AZIZIYAH, IRAQ // There are six people left in Amal Tazar's immediate family, all of them now living in a slum next to the main Baghdad motorway, an hour's drive south of the city. Her husband and eldest son were both killed, along with her brother-in-law, two years ago. Since then the responsibility for putting food on the table has fallen on the narrow shoulders of Hussein, who, at 15, is the eldest surviving male. He usually manages to make ends meet by working in the local market.
"Life has never been easy, but now it's bad; we are living without a future," Mrs Tazar said, standing in the courtyard of the mud-brick, dirt-floor building in the al Quds neighbourhood of Aziziyah, the place she now has to call home. "My children do not go to school and we have nowhere to go. We'd like to go back to our house, but it was destroyed. We don't have any choices." Mrs Tazar and her five remaining offspring are among what the United Nations estimates to be 2.7 million Iraqis displaced within their own country, in addition to another 2m refugees who fled the country. Although violence is down significantly, bombings and assassinations remain commonplace. The majority of internally displaced people (IDPs) have not yet returned.

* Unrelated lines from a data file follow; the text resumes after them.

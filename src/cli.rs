use std::path::PathBuf;

use clap::{Parser, Subcommand};

#[derive(Parser, Debug)]
#[command(
    author,
    version,
    about = "Vegetable nutrition assistant: chat bot webhook and web API."
)]
pub struct Cli {
    /// Path to the TOML configuration file.
    #[arg(long, global = true, value_name = "PATH")]
    pub config: Option<PathBuf>,

    #[command(subcommand)]
    pub command: Option<Command>,
}

#[derive(Subcommand, Debug, Clone, PartialEq, Eq)]
pub enum Command {
    /// Run the HTTP server (default).
    Serve,

    /// Replace the chat rich menu with the main menu.
    RichMenu {
        /// Menu background image (png or jpg, 2500x843).
        #[arg(long, value_name = "PATH")]
        image: PathBuf,
    },
}

impl Cli {
    pub fn command(&self) -> Command {
        self.command.clone().unwrap_or(Command::Serve)
    }
}
use super::{ObjectStore, StorageError};
use async_trait::async_trait;
use std::collections::HashMap;

/// Fixed set of objects held in memory.
#[derive(Debug, Clone, Default)]
pub struct MemoryStore {
    objects: HashMap<String, Vec<u8>>,
}

impl MemoryStore {
    pub fn new() -> Self {
        Self::default()
    }

    pub fn with_object(mut self, key: impl Into<String>, body: impl Into<Vec<u8>>) -> Self {
        self.objects.insert(key.into(), body.into());
        self
    }
}

#[async_trait]
impl ObjectStore for MemoryStore {
    async fn get(&self, key: &str) -> Result<Vec<u8>, StorageError> {
        self.objects
            .get(key)
            .cloned()
            .ok_or_else(|| StorageError::NotFound(key.to_string()))
    }
}
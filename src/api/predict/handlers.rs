use crate::api::models::*;
use crate::classifier::Prediction;
use axum::{Json, extract::State, extract::rejection::JsonRejection};
use base64::{Engine as _, engine::general_purpose::STANDARD};
use tracing::info;

pub async fn predict_handler(
    State(state): State<AppState>,
    request: Result<Json<PredictRequest>, JsonRejection>,
) -> Result<Json<Prediction>, AppError> {
    let classifier = state
        .classifier
        .as_ref()
        .ok_or_else(|| AppError::Internal("伺服器初始化失敗，模型未載入。".to_string()))?;

    let Json(request) =
        request.map_err(|e| AppError::BadRequest(format!("請求格式錯誤：{}", e.body_text())))?;

    let encoded = request
        .image
        .ok_or_else(|| AppError::BadRequest("請求格式錯誤，未包含 'image' 欄位".to_string()))?;

    // Browsers send data URLs; keep only the payload.
    let payload = encoded
        .split_once(";base64,")
        .map(|(_, data)| data)
        .unwrap_or(&encoded);
    let image = STANDARD
        .decode(payload.trim())
        .map_err(|e| AppError::BadRequest(format!("圖片解碼失敗：{e}")))?;

    let prediction = classifier
        .classify(&image)
        .await
        .map_err(|e| AppError::Internal(format!("預測失敗：{e}")))?;

    info!(label = %prediction.label, confidence = prediction.confidence, "Prediction served");
    Ok(Json(prediction))
}
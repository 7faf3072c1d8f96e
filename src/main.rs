use anyhow::Context;
use clap::Parser;
use std::sync::Arc;
use tracing::{info, warn};
use tracing_subscriber::EnvFilter;
use veggie_bot::api::{self, AppState};
use veggie_bot::bot::{Bot, BotSettings};
use veggie_bot::catalog::PgCatalog;
use veggie_bot::classifier::{Classifier, HttpClassifier};
use veggie_bot::cli::{Cli, Command};
use veggie_bot::config::AppConfig;
use veggie_bot::line::{LineClient, rich_menu};
use veggie_bot::storage::S3Store;

#[tokio::main]
async fn main() -> anyhow::Result<()> {
    // Initialize logging
    tracing_subscriber::fmt()
        .with_env_filter(
            EnvFilter::try_from_default_env().unwrap_or_else(|_| EnvFilter::new("info")),
        )
        .with_target(false)
        .with_thread_ids(false)
        .compact()
        .init();

    let cli = Cli::parse();

    // Load configuration
    let config = AppConfig::load(cli.config.as_deref())?;
    info!("📋 Configuration loaded");

    match cli.command() {
        Command::Serve => serve(config).await,
        Command::RichMenu { image } => {
            info!("🧩 Provisioning rich menu from {}", image.display());
            let client = LineClient::new(&config.line)?;
            let id = rich_menu::provision(&client, &image).await?;
            info!("✅ Rich menu {} is now the default", id);
            Ok(())
        }
    }
}

async fn serve(config: AppConfig) -> anyhow::Result<()> {
    info!("🚀 Starting Vegetable Assistant Server");
    info!("   - Server: {}", config.bind_address());
    info!("   - Website: {}", config.server.web_url);
    info!("   - Bucket: {} via {}", config.storage.bucket, config.storage.endpoint);

    // Database
    info!("🗄️  Connecting catalog...");
    let catalog = Arc::new(
        PgCatalog::connect_lazy(&config.database.url, config.database.max_connections)
            .context("invalid database settings")?,
    );
    info!("✅ Catalog ready (max {} connections)", config.database.max_connections);

    // Object storage
    info!("💾 Initializing object storage...");
    let store = Arc::new(S3Store::new(&config.storage)?);
    info!("✅ Object storage ready");

    // Model service
    let classifier: Option<Arc<dyn Classifier>> = match HttpClassifier::from_config(&config.classifier)? {
        Some(classifier) => {
            info!("🧠 Classifier endpoint configured");
            Some(Arc::new(classifier) as Arc<dyn Classifier>)
        }
        None => {
            warn!("⚠️  No classifier endpoint, photo recognition disabled");
            None
        }
    };

    // Bot
    let settings = BotSettings::from_config(&config);
    let mut bot = Bot::new(
        catalog.clone(),
        Arc::new(LineClient::new(&config.line)?),
        settings.clone(),
    );
    if let Some(classifier) = &classifier {
        bot = bot.with_classifier(classifier.clone());
    }
    info!("🤖 Bot ready");

    // Create application state
    let state = AppState {
        catalog,
        store,
        classifier,
        bot: Arc::new(bot),
        channel_secret: Arc::from(config.line.channel_secret.as_str()),
        links: settings.links,
    };

    let app = api::router(state, &config.server.static_dir);

    // Start server
    let addr = config.bind_address();
    let listener = tokio::net::TcpListener::bind(&addr).await?;

    info!("🌐 Server listening on http://{}", addr);
    info!("");
    info!("📡 Available endpoints:");
    info!("   GET  /health                  - Health check");
    info!("   GET  /api/vegetables          - Vegetable list");
    info!("   GET  /api/vegetables/{{id}}     - Vegetable detail");
    info!("   GET  /api/recipes/{{veg_id}}    - Recipes of a vegetable");
    info!("   GET  /api/image/{{filename}}    - Vegetable photo");
    info!("   GET  /api/csv/{{filename}}      - Data export");
    info!("   POST /predict                 - Classify a photo");
    info!("   POST /callback                - Messaging webhook");
    info!("");
    info!("✨ Server is ready to accept requests!");

    axum::serve(listener, app)
        .with_graceful_shutdown(shutdown_signal())
        .await?;

    info!("👋 Server shutting down gracefully");

    Ok(())
}

/// Graceful shutdown handler
async fn shutdown_signal() {
    use tokio::signal;

    let ctrl_c = async {
        signal::ctrl_c()
            .await
            .expect("Failed to install Ctrl+C handler");
    };

    #[cfg(unix)]
    let terminate = async {
        signal::unix::signal(signal::unix::SignalKind::terminate())
            .expect("Failed to install signal handler")
            .recv()
            .await;
    };

    #[cfg(not(unix))]
    let terminate = std::future::pending::<()>();

    tokio::select! {
        _ = ctrl_c => {},
        _ = terminate => {},
    }

    info!("🛑 Shutdown signal received");
}
//! Vegetable and recipe data source.
//!
//! The bot and the web API only talk to [`VegetableCatalog`]; production
//! uses [`PgCatalog`], tests and local runs use [`MemoryCatalog`].

pub mod memory;
pub mod models;
pub mod postgres;

pub use memory::MemoryCatalog;
pub use models::{Recipe, RecipeStep, Vegetable, VegetableRef};
pub use postgres::PgCatalog;

use async_trait::async_trait;

#[derive(Debug, thiserror::Error)]
pub enum CatalogError {
    #[error("database error: {0}")]
    Sqlx(#[from] sqlx::Error),

    #[error("catalog unavailable: {0}")]
    Unavailable(String),
}

#[async_trait]
pub trait VegetableCatalog: Send + Sync {
    /// All vegetables ordered by name.
    async fn vegetables(&self) -> Result<Vec<VegetableRef>, CatalogError>;

    async fn vegetable(&self, id: i32) -> Result<Option<VegetableRef>, CatalogError>;

    /// Every vegetable with aliases and nutrient data, ordered by name.
    async fn profiles(&self) -> Result<Vec<Vegetable>, CatalogError>;

    /// Up to `limit` recipes of a vegetable, ordered by recipe id.
    async fn recipes(&self, vege_id: i32, limit: usize) -> Result<Vec<Recipe>, CatalogError>;

    /// Every recipe of a vegetable that has at least one step, ordered by
    /// recipe id then step number.
    async fn recipe_steps(&self, vege_id: i32) -> Result<Vec<Recipe>, CatalogError>;

    /// Connectivity check for the health endpoint.
    async fn ping(&self) -> Result<(), CatalogError>;
}
use crate::api::models::AppState;
use crate::api::webhook::handlers::callback_handler;
use axum::{Router, routing::post};

pub fn routes() -> Router<AppState> {
    Router::new().route("/callback", post(callback_handler))
}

Some refuse to go back to areas that are still dangerous; some have lost their homes entirely; others simply lack the money to move, having exhausted their savings waiting out the war. Mrs Tazar and her family fit all three categories. Their house, in a village near Salman Pak, an area 30km south-east of Baghdad once synonymous with appalling levels of violence, was apparently burnt down soon after Sunni militants ordered them to leave. It was as they walked away that her Shiite husband and her eldest son, who had been married for three months, were separated from the group and shot by the side of the road, victims of the sectarian civil war that gripped the country from 2005 to 2008.
The survivors headed further south, ending up in the Shiite-dominated regions around Aziziyah, in Wasit province 60km from Baghdad, where they found physical safety but little else. "We came with almost nothing, not much more than some blankets and clothes," Mrs Tazar said. She also carried photos of her family - the images of her dead relatives now hang on the wall. "We have no money now and even if we did, no one has told us it is safe to return."
The Iraqi authorities have promised to pay 1.5 million dinars (Dh4,800) in cash to any returnee families, after they get back home. But according to international agencies involved with the IDPs, the money is often lost or tied up for months in bureaucracy. And with Iraq becoming increasingly expensive, such a small sum would not be enough for Mrs Tazar to rebuild in Salman Pak, even if it were safe to do so.
The government's department for refugees has been making infrequent cash payouts of between US$80 and US$1,200 (Dh290 and Dh4,400) to those who were displaced but stayed in the country. Bassim Mohammad Mahmoud, head of the department's offices in Wasit, admitted it was not enough. "We work with international organisations, and we offer what support we can," he said in an interview at his office in Kut, the administrative capital of Wasit. "We know there are serious problems and we are trying to ease them. The support we offer is basic. We cannot meet all of their needs."
There are 11,000 displaced families registered in Wasit province, a total of 64,000 people, mainly families from Baghdad and Diyala, two areas hit hardest in the war. As security has improved in some areas, 1,642 families have returned home. A trickle of new arrivals still turn up in the province, however. "Some are going home, but we are seeing more people registering with us," Mr Mahmoud said. "Most are not new arrivals; they've been here and not registered. But there are still a handful of families coming down from dangerous areas."
In principle, all registered displaced people are allowed complete access to all government facilities, including schools and food rations. In practice many of the children do not go to lessons because they are unable to travel to class - there are no buses and most of the refugees do not have cars. In the same slum neighbourhood of al Quds, Jassim Hamid Rahman, another internal refugee, said he had been trying to return to Balad Ruz, in Diyala, after more than two years in exile.
"We applied to the government for the resettlement money," the 29-year-old said. "So far we've not heard anything more about it. I want to get back. I have two young daughters and don't want them to grow up living like this." They ate three meals a day, he said, and usually had enough water to wash in. But the children were often sick because of the open sewers and there was barely enough money for any doctor's bills.
"I can get $20 a day as a labourer when there's work, which isn't very often," Mr Rahman said. "That and some money from the government has kept us going. They gave us $500 once, but it costs about $300 a month to live here. The money doesn't last. "I want to go home, but can't afford to. As the situation is, I can't save enough for us to move. It's up to the government: if they help us we will go, if not, we will just sit here."